So what this patch attempts to do is "correlated sampling", described in
[1] and [3]. Imagine a join on a foreign key, as in the example query.
(The patch only looks for a PK, for simplicity.)

This is a pretty common pattern, especially in star and snowflake
queries, which join a "fact" table to one or more "dimension" tables.

The "correlated" sampling means the "fact" table (side of the join
without the PK) is sampled randomly, but the dimensions are simply
scanned for matching rows. The PK means there can only be one matching
row for each sample one, so we're "enriching" the random sample.

This is what [1] describes as CS2, including how to extend the approach
to joins without the PK/FK requirement and various corner cases, and [3]
improves that to leverage indexes. [4] discussed various CS2 variations,
addressing various problems - reducing space requirements, etc.

The current PoC patch is however very simplistic and naive - for example
it does not attempt to correlate joins with multiple dimensions, so for
example when joining F with D1 and then D2, we sample (F,D1) and then
(F,D2) independently. This means we sample F twice, which can be quite
expensive, and it also fails to miss correlations between D1 and D2
(which is common in actual data sets).

There are various other efficiency issues, because the joins go through
calc_joinrel_size_estimate and compute_semi_anti_join_factors, and each
place does the sampling again. The samples should be cached somewhere
and reused, probably.

I'm sure there's plenty open questions, some of which are mentioned in
the many XXX comments added to the patch.

FWIW The patch does have some issues with expressions, so joins on
complex expressions (e.g. ON ((a+b) = (c+d)) do not work properly. That
shouldn't be a big deal for PoC, I think.


regards


[1] CS2: A new database synopsis for query estimation
https://www.researchgate.net/publication/262350868_CS2_A_new_database_synopsis_for_query_estimation

[2] Join Size Estimation Subject to Filter Conditions

https://www.semanticscholar.org/paper/Join-Size-Estimation-Subject-to-Filter-Conditions-Vengerov-Menck/c8bd4caf0fc9c8a4fbffc7e05416901d4fd7a41b

[3] Cardinality Estimation Done Right: Index-Based Join Sampling

https://www.semanticscholar.org/paper/Cardinality-Estimation-Done-Right%3A-Index-Based-Join-Leis-Radke/15f211eaafc6ce421a511a413613e1d2683879d2

[4] Improved Correlated Sampling for Join SizeEstimation
https://www.comp.nus.edu.sg/~taining/estimation/report.pdf

[5] A Survey on Advancing the DBMS Query Optimizer: Cardinality
Estimation, Cost Model, and Plan Enumeration
https://arxiv.org/abs/2101.01507

-- 
Tomas Vondra
EnterpriseDB: http://www.enterprisedb.com
The Enterprise PostgreSQL Company

Вложения

Re: PoC: using sampling to estimate joins / complex conditions

От
Michael Paquier
Дата:
On Sun, Jun 27, 2021 at 07:55:24PM +0200, Tomas Vondra wrote:
> estimating joins is one of the significant gaps related to extended
> statistics, and I've been regularly asked about what we might do about
> that. This is an early experimental patch that I think might help us
> with improving this, possible even in PG15.

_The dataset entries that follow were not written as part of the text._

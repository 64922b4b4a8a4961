use rand::Rng;

/// In-place Fisher–Yates shuffle.
///
/// Walks from the last index down to 1, swapping each slot with a uniformly
/// drawn index in `[0, i]`. Every permutation is equally likely given a
/// uniform `rng`.
pub fn shuffle<T, R: Rng + ?Sized>(items: &mut [T], rng: &mut R) {
    for i in (1..items.len()).rev() {
        let j = rng.random_range(0..=i);
        items.swap(i, j);
    }
}

/// Returns a shuffled copy of `items`.
#[must_use]
pub fn shuffled<T: Clone, R: Rng + ?Sized>(items: &[T], rng: &mut R) -> Vec<T> {
    let mut out = items.to_vec();
    shuffle(&mut out, rng);
    out
}
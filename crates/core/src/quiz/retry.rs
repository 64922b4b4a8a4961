use rand::Rng;

use super::question::Question;
use super::session::{QuizMode, QuizSession};
use super::shuffle::shuffled;

/// Which questions of a prior session a retry should cover.
#[derive(Debug, Clone, Copy, PartialEq, Eq)]
pub enum RetryScope {
    WrongOnly,
    WrongOrUnanswered,
}

impl RetryScope {
    #[must_use]
    pub fn select(self, session: &QuizSession) -> Vec<Question> {
        match self {
            RetryScope::WrongOnly => wrong_only(session),
            RetryScope::WrongOrUnanswered => wrong_or_unanswered(session),
        }
    }
}

/// Answered questions whose answer is not the correct one.
#[must_use]
pub fn wrong_only(session: &QuizSession) -> Vec<Question> {
    session
        .questions()
        .iter()
        .filter(|q| session.answer(q.id).is_some_and(|choice| !q.is_correct(choice)))
        .copied()
        .collect()
}

/// Questions left unanswered or answered wrongly.
#[must_use]
pub fn wrong_or_unanswered(session: &QuizSession) -> Vec<Question> {
    session
        .questions()
        .iter()
        .filter(|q| session.answer(q.id).is_none_or(|choice| !q.is_correct(choice)))
        .copied()
        .collect()
}

impl QuizSession {
    /// Starts a practice session over exactly `questions`, freshly shuffled.
    ///
    /// Returns `None` for an empty subset so the caller keeps its current
    /// session as is. Retries are always practice mode.
    #[must_use]
    pub fn retry<R: Rng + ?Sized>(questions: &[Question], rng: &mut R) -> Option<Self> {
        if questions.is_empty() {
            return None;
        }
        Some(Self::fresh(shuffled(questions, rng), QuizMode::Practice))
    }
}
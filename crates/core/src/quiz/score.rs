use serde::Serialize;

use super::session::QuizSession;

/// Correctness counts for a session.
#[derive(Debug, Clone, Copy, Default, PartialEq, Eq, Serialize)]
pub struct Score {
    pub correct: usize,
    pub total: usize,
    pub answered: usize,
}

impl Score {
    /// Every question answered, and answered correctly.
    #[must_use]
    pub fn is_perfect(&self) -> bool {
        self.total > 0 && self.correct == self.total && self.answered == self.total
    }

    #[must_use]
    pub fn unanswered(&self) -> usize {
        self.total.saturating_sub(self.answered)
    }

    /// Whole-number percentage of correct answers, rounded down.
    #[must_use]
    pub fn percent(&self) -> usize {
        if self.total == 0 {
            0
        } else {
            self.correct * 100 / self.total
        }
    }
}

/// Scores the session as it stands. Works whether or not it is locked.
#[must_use]
pub fn score(session: &QuizSession) -> Score {
    let mut correct = 0;
    let mut answered = 0;
    for question in session.questions() {
        if let Some(choice) = session.answer(question.id) {
            answered += 1;
            if question.is_correct(choice) {
                correct += 1;
            }
        }
    }
    Score {
        correct,
        total: session.len(),
        answered,
    }
}

impl QuizSession {
    #[must_use]
    pub fn score(&self) -> Score {
        score(self)
    }
}
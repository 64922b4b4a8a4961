//! Shared error types for the services crate.

use thiserror::Error;

use storage::repository::StorageError;
use storage::sqlite::SqliteInitError;
use study_core::model::{CourseError, MaterialError};
use study_core::quiz::{ParseTopicError, SessionError};

/// Errors emitted by `QuizGenerationService`.
#[derive(Debug, Error)]
#[non_exhaustive]
pub enum QuizGenerationError {
    #[error("missing text")]
    MissingText,
    #[error("quiz generation is not configured (set STUDY_AI_API_KEY)")]
    Disabled,
    #[error("quiz generation failed with status {status}: {message}")]
    HttpStatus {
        status: reqwest::StatusCode,
        message: String,
    },
    #[error("quiz generation returned a non-JSON body")]
    InvalidResponse { raw: String },
    #[error("no quiz content returned")]
    EmptyResponse,
    #[error(transparent)]
    Http(#[from] reqwest::Error),
}

/// Errors emitted by `CourseService`.
#[derive(Debug, Error)]
#[non_exhaustive]
pub enum CourseServiceError {
    #[error(transparent)]
    Course(#[from] CourseError),
    #[error(transparent)]
    Storage(#[from] StorageError),
}

/// Errors emitted by `MaterialService`.
#[derive(Debug, Error)]
#[non_exhaustive]
pub enum MaterialServiceError {
    #[error(transparent)]
    Material(#[from] MaterialError),
    #[error(transparent)]
    Storage(#[from] StorageError),
}

/// Failure reported by a `TextExtractor` implementation.
#[derive(Debug, Error, Clone, PartialEq, Eq)]
#[error("could not read document: {0}")]
pub struct ExtractError(pub String);

/// Errors emitted while importing a document into a material draft.
#[derive(Debug, Error, Clone, PartialEq, Eq)]
#[non_exhaustive]
pub enum ImportError {
    #[error("please choose a PDF file (got {content_type})")]
    NotPdf { content_type: String },
    #[error("this PDF has no selectable text (likely scanned)")]
    NoSelectableText,
    #[error(transparent)]
    Extract(#[from] ExtractError),
}

/// Errors emitted by `QuizController`.
#[derive(Debug, Error, Clone, PartialEq, Eq)]
#[non_exhaustive]
pub enum QuizControllerError {
    #[error("no quiz session is active")]
    NoSession,
    #[error(transparent)]
    Session(#[from] SessionError),
}

/// Errors emitted while loading `QuizSettings`.
#[derive(Debug, Error, Clone, PartialEq, Eq)]
#[non_exhaustive]
pub enum SettingsError {
    #[error("{var} must be a whole number (got {raw:?})")]
    InvalidNumber { var: &'static str, raw: String },
    #[error("question count {0} is not offered (choose 5, 8, 10, 12 or 15)")]
    UnsupportedCount(usize),
    #[error("exam length {0} minutes is not offered (choose 5, 10, 15, 20, 30, 45 or 60)")]
    UnsupportedDuration(u32),
    #[error(transparent)]
    Topic(#[from] ParseTopicError),
}

/// Errors emitted while bootstrapping app services.
#[derive(Debug, Error)]
#[non_exhaustive]
pub enum AppServicesError {
    #[error(transparent)]
    Sqlite(#[from] SqliteInitError),
}
//! Offline question banks, one fixed set of 15 questions per topic.

use crate::model::QuestionId;

use super::question::{CHOICE_COUNT, Question, Topic};

/// Number of questions in every bank.
pub const BANK_SIZE: usize = 15;

/// Returns the bank for `topic`, in storage order.
#[must_use]
pub fn bank(topic: Topic) -> &'static [Question; BANK_SIZE] {
    match topic {
        Topic::PriceControls => &PRICE_CONTROLS,
        Topic::QuotaTariff => &QUOTA_TARIFF,
        Topic::Shifts => &SHIFTS,
    }
}

const fn q(
    id: u32,
    topic: Topic,
    prompt: &'static str,
    choices: [&'static str; CHOICE_COUNT],
    correct_index: usize,
) -> Question {
    Question {
        id: QuestionId::new(id),
        topic,
        prompt,
        choices,
        correct_index,
    }
}

use super::question::Topic::{PriceControls as PC, QuotaTariff as QT, Shifts as SH};

#[rustfmt::skip]
static PRICE_CONTROLS: [Question; BANK_SIZE] = [
    q(101, PC, "Fill in the blank: A binding price ceiling creates a ____.",
        ["shortage", "surplus", "equilibrium", "higher producer surplus"], 0),
    q(102, PC, "Fill in the blank: A binding price floor creates a ____.",
        ["surplus", "shortage", "equilibrium", "no change in quantity"], 0),
    q(103, PC, "Fill in the blank: A price ceiling is set ____ the equilibrium price.",
        ["below", "above", "equal to", "independent of"], 0),
    q(104, PC, "Fill in the blank: A price floor is set ____ the equilibrium price.",
        ["above", "below", "equal to", "independent of"], 0),
    q(105, PC, "Under a binding price ceiling, quantity demanded is ____ quantity supplied.",
        ["greater than", "less than", "equal to", "unrelated to"], 0),
    q(106, PC, "Under a binding price floor, quantity supplied is ____ quantity demanded.",
        ["greater than", "less than", "equal to", "unrelated to"], 0),
    q(107, PC, "Both price ceilings and price floors typically cause:",
        ["deadweight loss", "perfect efficiency", "higher total surplus", "no market distortion"], 0),
    q(108, PC, "With a binding price ceiling, the quantity actually traded (relative to equilibrium) usually:",
        ["decreases", "increases", "stays the same", "becomes infinite"], 0),
    q(109, PC, "With a binding price floor, the quantity actually traded (relative to equilibrium) usually:",
        ["decreases", "increases", "stays the same", "becomes infinite"], 0),
    q(110, PC, "A common example of a price ceiling is:",
        ["rent control", "minimum wage", "a tariff", "a quota"], 0),
    q(111, PC, "A common example of a price floor is:",
        ["minimum wage", "rent control", "a subsidy", "a sales tax"], 0),
    q(112, PC, "If a price ceiling is NOT binding (set above equilibrium), then:",
        ["it has no effect on the market outcome", "it creates a shortage", "it creates a surplus", "it shifts demand left"], 0),
    q(113, PC, "A binding price ceiling can lead to non-price rationing (like waiting in line) because:",
        ["the price cannot rise to clear the market", "supply increases automatically", "demand decreases automatically", "it eliminates scarcity"], 0),
    q(114, PC, "When a price floor is binding, which is most likely true?",
        ["some goods go unsold", "a shortage occurs", "quantity traded increases above equilibrium", "demand shifts right"], 0),
    q(115, PC, "If the government sets a binding price floor, the market price is typically:",
        ["at the floor (or above), not below it", "below the floor", "always equal to equilibrium", "zero"], 0),
];

#[rustfmt::skip]
static QUOTA_TARIFF: [Question; BANK_SIZE] = [
    q(201, QT, "A quota is a legal limit on ____.",
        ["the quantity traded", "the price", "consumer income", "firm profits"], 0),
    q(202, QT, "A quota typically results in:",
        ["deadweight loss", "perfect efficiency", "more total surplus", "no change in equilibrium"], 0),
    q(203, QT, "A quota creates a wedge between:",
        ["buyers’ price and sellers’ price", "supply and demand curves", "two demand curves", "two supply curves"], 0),
    q(204, QT, "A tariff is best described as a tax on:",
        ["imports", "exports", "all goods", "only services"], 0),
    q(205, QT, "A tariff on an imported input (e.g., aluminum) tends to shift the domestic supply curve:",
        ["left", "right", "does not shift", "becomes perfectly elastic"], 0),
    q(206, QT, "When supply shifts left, equilibrium price ____ and equilibrium quantity ____.",
        ["rises; falls", "falls; rises", "rises; rises", "falls; falls"], 0),
    q(207, QT, "A binding quota (restricting supply) usually makes the market price:",
        ["higher", "lower", "unchanged", "zero"], 0),
    q(208, QT, "Who benefits from a binding quota depends on who receives the:",
        ["quota rents", "consumer surplus", "tax refunds", "imports"], 0),
    q(209, QT, "Compared to a tariff, a quota is more likely to create:",
        ["quota rents", "government tax revenue", "a subsidy", "perfect competition"], 0),
    q(210, QT, "Deadweight loss from a quota comes from:",
        ["trades that no longer happen", "higher quality products", "lower costs", "more efficient markets"], 0),
    q(211, QT, "A quota that restricts imports tends to:",
        ["raise domestic price and reduce quantity", "lower domestic price and increase quantity", "leave price unchanged", "eliminate deadweight loss"], 0),
    q(212, QT, "A tariff on imports typically creates government:",
        ["revenue", "quota rents", "a surplus in every market", "perfect competition"], 0),
    q(213, QT, "Compared to a quota, a tariff is more likely to generate:",
        ["tax revenue for the government", "quota rents for license holders", "no deadweight loss", "a binding price ceiling"], 0),
    q(214, QT, "If a tariff raises costs for producers, the supply curve shifts ____ and equilibrium price ____.",
        ["left; rises", "right; rises", "left; falls", "right; falls"], 0),
    q(215, QT, "The deadweight loss from a tariff comes from:",
        ["mutually beneficial trades that no longer occur", "extra trades that occur", "lower prices for consumers", "higher production efficiency"], 0),
];

#[rustfmt::skip]
static SHIFTS: [Question; BANK_SIZE] = [
    q(301, SH, "If demand increases (shifts right) and supply is unchanged, equilibrium price ____ and quantity ____.",
        ["rises; rises", "falls; falls", "rises; falls", "falls; rises"], 0),
    q(302, SH, "If demand decreases (shifts left) and supply is unchanged, equilibrium price ____ and quantity ____.",
        ["falls; falls", "rises; rises", "rises; falls", "falls; rises"], 0),
    q(303, SH, "If supply increases (shifts right) and demand is unchanged, equilibrium price ____ and quantity ____.",
        ["falls; rises", "rises; falls", "rises; rises", "falls; falls"], 0),
    q(304, SH, "If supply decreases (shifts left) and demand is unchanged, equilibrium price ____ and quantity ____.",
        ["rises; falls", "falls; rises", "rises; rises", "falls; falls"], 0),
    q(305, SH, "A tariff on an important input is most likely to cause:",
        ["supply to shift left", "demand to shift right", "supply to shift right", "demand to shift left"], 0),
    q(306, SH, "If a city wins a championship and demand for merch rises, the demand curve shifts:",
        ["right", "left", "up the curve only", "down the curve only"], 0),
    q(307, SH, "A movement ALONG a demand curve is caused by:",
        ["a change in price of the good", "a change in income", "a change in tastes", "a change in population"], 0),
    q(308, SH, "A shift of the demand curve can be caused by:",
        ["a change in income", "a change in the good’s price", "a change in the good’s quantity supplied", "a price ceiling"], 0),
    q(309, SH, "An increase in production costs will shift supply:",
        ["left", "right", "not at all", "along the curve only"], 0),
    q(310, SH, "If both demand and supply increase, equilibrium quantity ____ and equilibrium price is:",
        ["higher; ambiguous", "lower; ambiguous", "higher; definitely lower", "lower; definitely higher"], 0),
    q(311, SH, "If demand increases and supply decreases, equilibrium price is ____ and equilibrium quantity is ____.",
        ["higher; ambiguous", "lower; ambiguous", "higher; higher", "lower; lower"], 0),
    q(312, SH, "If demand decreases and supply increases, equilibrium price is ____ and equilibrium quantity is ____.",
        ["lower; ambiguous", "higher; ambiguous", "higher; higher", "lower; lower"], 0),
    q(313, SH, "A new technology that reduces production costs shifts supply:",
        ["right", "left", "up the curve only", "down the curve only"], 0),
    q(314, SH, "An increase in consumer income (for a normal good) shifts demand:",
        ["right", "left", "along the curve only", "does not change demand"], 0),
    q(315, SH, "A decrease in the price of a complement shifts demand for this good:",
        ["right", "left", "along the curve only", "does not change demand"], 0),
];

The patch does not apply, so a rebase would be in place.  I have
switched that as waiting on author for now, moving it to the next CF.
--
Michael

Вложения

Re: PoC: using sampling to estimate joins / complex conditions

От
Andres Freund
Дата:
Hi,

On 2021-06-27 19:55:24 +0200, Tomas Vondra wrote:
> estimating joins is one of the significant gaps related to extended
> statistics, and I've been regularly asked about what we might do about
> that. This is an early experimental patch that I think might help us
> with improving this, possible even in PG15.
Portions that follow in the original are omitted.